June 23, 2005

Frenkel: 'Intelligent design' a fancy term for creationism

By David Frenkel/ Guest columnist
Thursday, June 23, 2005

The purveyors of so-called "Intelligent Design" are serving up just one more flavor of creationism. It is "Divine Design" cloaked in pseudo-science.

Hucksterism is alive and well.

Intelligent design is the idea that the world is too complex and sophisticated to have been an accident of fate, and therefore must have been designed by some higher power.

Did this notion come built upon a platform of tangible evidence and scientific research? No.

It originated with Phillip Johnson, a Berkeley law professor who became a born-again Christian after a bitter divorce in the 1980s and had an epiphany about creation. Johnson's intelligent design assertion (presented as a "theory") has a home and a movement based at the Center for the Renewal of Science and Culture in Seattle, Wash. The founders developed a plan known as the "wedge strategy" to drive a wedge into the theory of evolution and destroy it, replacing it with intelligent design. The movement is a public relations campaign based on fundamentalist Christian dogma. To support its assertion, the center offers no data, no papers published in peer-reviewed scientific journals, and the scientists involved have no credentials relevant to a rigorous testing of the theory of evolution.

If one is going to come up with an alternative hypothesis to evolution, why stop at only two theories, evolution vs. divine design? Why not unintelligent design, or perhaps chaotic, committee, perverse, malevolent, or sadistic design? All could be supported with some evidence, provided one is prepared to ignore contradictory evidence.

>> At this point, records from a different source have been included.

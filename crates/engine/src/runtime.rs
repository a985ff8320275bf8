// SPDX-License-Identifier: BUSL-1.1
// Copyright (c) 2026 Alfred Jean LLC

//! Reconcile runtime.
//!
//! One pass reads the operation fresh, gathers an [`Observation`], steps the
//! state machine and applies the result. Job effects run before the status
//! write; condition records only after the write is accepted. A conflicting
//! write discards the pass and starts over from a fresh read. Because job
//! names are derived from `(operation, attempt, stage)` the repeated submit
//! adopts the job the discarded pass created.

use crate::actuator::JobActuator;
use crate::config::ReconcileConfig;
use crate::error::RuntimeError;
use crate::executor::Executor;
use crate::recorder::ConditionRecorder;
use crate::resolver::Resolver;
use crate::state_machine::{step, AllowDrift, DriftPolicy, Observation};
use ko_adapters::{ArtifactStore, JobAdapter, ResourceStore};
use ko_core::{digest, Clock, ClusterOperation, ClusterOperationStatus, Effect};
use kube::ResourceExt;
use std::sync::Arc;
use std::time::Duration;

/// Substrate adapters the reconciler runs against
pub struct ReconcileDeps<S, A, J> {
    pub store: S,
    pub artifacts: A,
    pub jobs: J,
}

/// Result of one reconcile call.
#[derive(Debug, Clone, PartialEq)]
pub struct ReconcileOutcome {
    /// False when the operation no longer exists.
    pub found: bool,
    pub status: Option<ClusterOperationStatus>,
    pub requeue_after: Option<Duration>,
    pub wrote_status: bool,
}

impl ReconcileOutcome {
    fn not_found() -> Self {
        Self { found: false, status: None, requeue_after: None, wrote_status: false }
    }
}

pub struct Reconciler<S, A, J, C> {
    store: S,
    resolver: Resolver<A>,
    actuator: JobActuator<J>,
    executor: Executor<S, J>,
    clock: C,
    policy: Arc<dyn DriftPolicy>,
    config: ReconcileConfig,
}

impl<S, A, J, C> Reconciler<S, A, J, C>
where
    S: ResourceStore,
    A: ArtifactStore,
    J: JobAdapter,
    C: Clock,
{
    pub fn new(deps: ReconcileDeps<S, A, J>, clock: C, config: ReconcileConfig) -> Self {
        let actuator = JobActuator::new(deps.jobs);
        let recorder = ConditionRecorder::new(deps.store.clone(), config.conflict_retries);
        Self {
            executor: Executor::new(actuator.clone(), recorder),
            store: deps.store,
            resolver: Resolver::new(deps.artifacts),
            actuator,
            clock,
            policy: Arc::new(AllowDrift),
            config,
        }
    }

    pub fn with_drift_policy(mut self, policy: impl DriftPolicy + 'static) -> Self {
        self.policy = Arc::new(policy);
        self
    }

    pub fn config(&self) -> &ReconcileConfig {
        &self.config
    }

    pub fn clock(&self) -> &C {
        &self.clock
    }

    /// Drive one operation toward its next state.
    pub async fn reconcile(
        &self,
        namespace: &str,
        name: &str,
    ) -> Result<ReconcileOutcome, RuntimeError> {
        let passes = self.config.conflict_retries + 1;
        for pass in 1..=passes {
            let Some(operation) = self.store.get_operation(namespace, name).await? else {
                tracing::debug!(namespace, name, "operation gone");
                return Ok(ReconcileOutcome::not_found());
            };

            let observation = self.observe(&operation).await?;
            let transition =
                step(&operation, &observation, self.policy.as_ref(), &self.config);
            let (after_write, before_write): (Vec<Effect>, Vec<Effect>) =
                transition.effects.into_iter().partition(Effect::after_status_write);

            for effect in before_write {
                self.execute_before_write(effect).await?;
            }

            let changed = operation.status.as_ref() != Some(&transition.status);
            if changed {
                let mut updated = operation.clone();
                updated.status = Some(transition.status.clone());
                match self.store.update_operation_status(&updated).await {
                    Ok(_) => {
                        tracing::info!(
                            namespace,
                            name,
                            status = ?transition.status.status,
                            attempt = transition.status.attempts,
                            stage = transition.status.stage,
                            "status written"
                        );
                    }
                    Err(e) if e.is_conflict() => {
                        tracing::info!(namespace, name, pass, "status conflict, re-reading");
                        continue;
                    }
                    Err(e) => return Err(e.into()),
                }
            }

            for effect in after_write {
                self.executor.execute(effect).await?;
            }

            return Ok(ReconcileOutcome {
                found: true,
                status: Some(transition.status),
                requeue_after: transition.requeue_after,
                wrote_status: changed,
            });
        }

        Err(RuntimeError::ConflictRetriesExhausted {
            name: format!("{}/{}", namespace, name),
            attempts: passes,
        })
    }

    /// Best-effort cancel of an operation's in-flight job, used when the
    /// operation is being deleted.
    pub async fn cancel_operation(&self, operation: &ClusterOperation) -> Result<(), RuntimeError> {
        let status = operation.current_status();
        if status.is_terminal() {
            return Ok(());
        }
        if let Some(job) = status.job_ref {
            tracing::info!(operation = %operation.name_any(), job = %job.name(), "cancelling job of deleted operation");
            self.actuator.cancel(&job).await?;
        }
        Ok(())
    }

    async fn observe(&self, operation: &ClusterOperation) -> Result<Observation, RuntimeError> {
        let now = self.clock.utc_now();
        let live_digest = digest(&operation.spec)?;
        let status = operation.current_status();
        if status.is_terminal() {
            return Ok(Observation { now, live_digest, refs: None, job: None });
        }

        let namespace = operation.namespace_or_default();
        let cluster = self.store.get_cluster(&namespace, &operation.spec.cluster).await?;
        let refs = match self.resolver.resolve_all(cluster.as_ref(), operation).await {
            Err(e) if !e.is_blocking() => return Err(e.into()),
            result => Some(result),
        };

        let job = match &status.job_ref {
            Some(job) => {
                let deadline = operation.spec.active_deadline_seconds;
                Some(self.actuator.poll(job, deadline, now).await?)
            }
            None => None,
        };

        Ok(Observation { now, live_digest, refs, job })
    }

    async fn execute_before_write(&self, effect: Effect) -> Result<(), RuntimeError> {
        let cancel = matches!(effect, Effect::CancelJob { .. });
        match self.executor.execute(effect).await {
            Ok(_) => Ok(()),
            // The job is abandoned either way
            Err(e) if cancel => {
                tracing::warn!(error = %e, "cancel failed, continuing");
                Ok(())
            }
            Err(e) => Err(e.into()),
        }
    }
}

#[cfg(test)]
#[path = "runtime_tests.rs"]
mod tests;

Selective presentation of evidence and spin-meistering seem to pervade today's America at the political and religious level. What seems to be losing out here is rational evidence-based science and we shall all rue the day this started to spin out of control.

Were Charles Darwin to be alive today, as a scientist he would welcome new evidence that repudiated his theory or helped it to evolve (no pun intended). He would be thrilled to know more about the genome and molecular biology. He did the best he could with what could be observed then. Today our knowledge is vastly expanded. His theory, though modified by new discoveries, still stands up.

The proponents of "Intelligent Design" point to the beauty and symmetry in the universe as proof of a divine designer, while selectively ignoring the flaws of cancer and toxins and mutations, not to mention the vast societal flaws of bigotry, violence, and genocide.

One is tempted to believe all this talk of a higher intelligent power is an avoidance of personal responsibility to take action and make a difference when things do not measure up to our moral values. Sharing a moral code of behavior embodied in law and is uniformly taught and enforced seems to be more important to peaceful, prosperous and moral coexistence. More so than the historically divisive array of brands of religions that provide another factor to encourage xenophobia.

The pocketbook issue this raises is the decline of American competitiveness that will surely follow a decline in our ability to attract and retain top scientists because they feel religion and faith have no place in the laboratory or classroom. I wonder how much damage people will tolerate to their material standard of living before they recognize the elegant sanity that the founding father's brought to the United States with their unique constitution.

So far America is holding its own versus Europe because stem cell research there has also been hampered. But schools in Europe are not being attacked for teaching evolution and biology teachers are not being intimidated for daring to teach it. That is where we run the danger of frightening away people who believe in scientific method. Intelligent design advocates are merely a second wave of creationists cloaked in the guise of science intended to muddy the waters of analysis.

David Frenkel lives on Spruce Street.

http://www2.townonline.com/winchester/opinion/view.bg?articleid=271948&format=text

Posted by fred7004 at June 23, 2005 11:10 PM
Comments

This is an excellent and accurate assessment of the threat presented by the Intelligent Design (ID) movement. Scientists are already "teaching the controversy" and those of us who do research in evolutionary biology are challenging old ideas and proposing new ones all the time. This is how science progresses. What we are NOT doing is throwing up our hands everytime we come across a difficult or complex problem (e.g. the suppossed Irreducible Complexity argument). To do so would be Intellectual Laziness and those who promote ID might better refer to themselves as "IL."


We are also not telling our students that it is OK to answer every scientific question with the answer "A powerful but unknown force in the universe is responsible for creating everything that we observe." To allow ID theology into our science classrooms opens the door for just this sort of response. It will eventually lead to the stifling of all scientific curiosity and it will have serious long term negative impacts on this nation and our economy.

This issue and the philosophy behind it are much more destructive than many people realize and just as the laws of Muslim clerics in the 16th century destroyed Islamic science and intellectualism we stand on the precipice of doing the same thing to ourselves.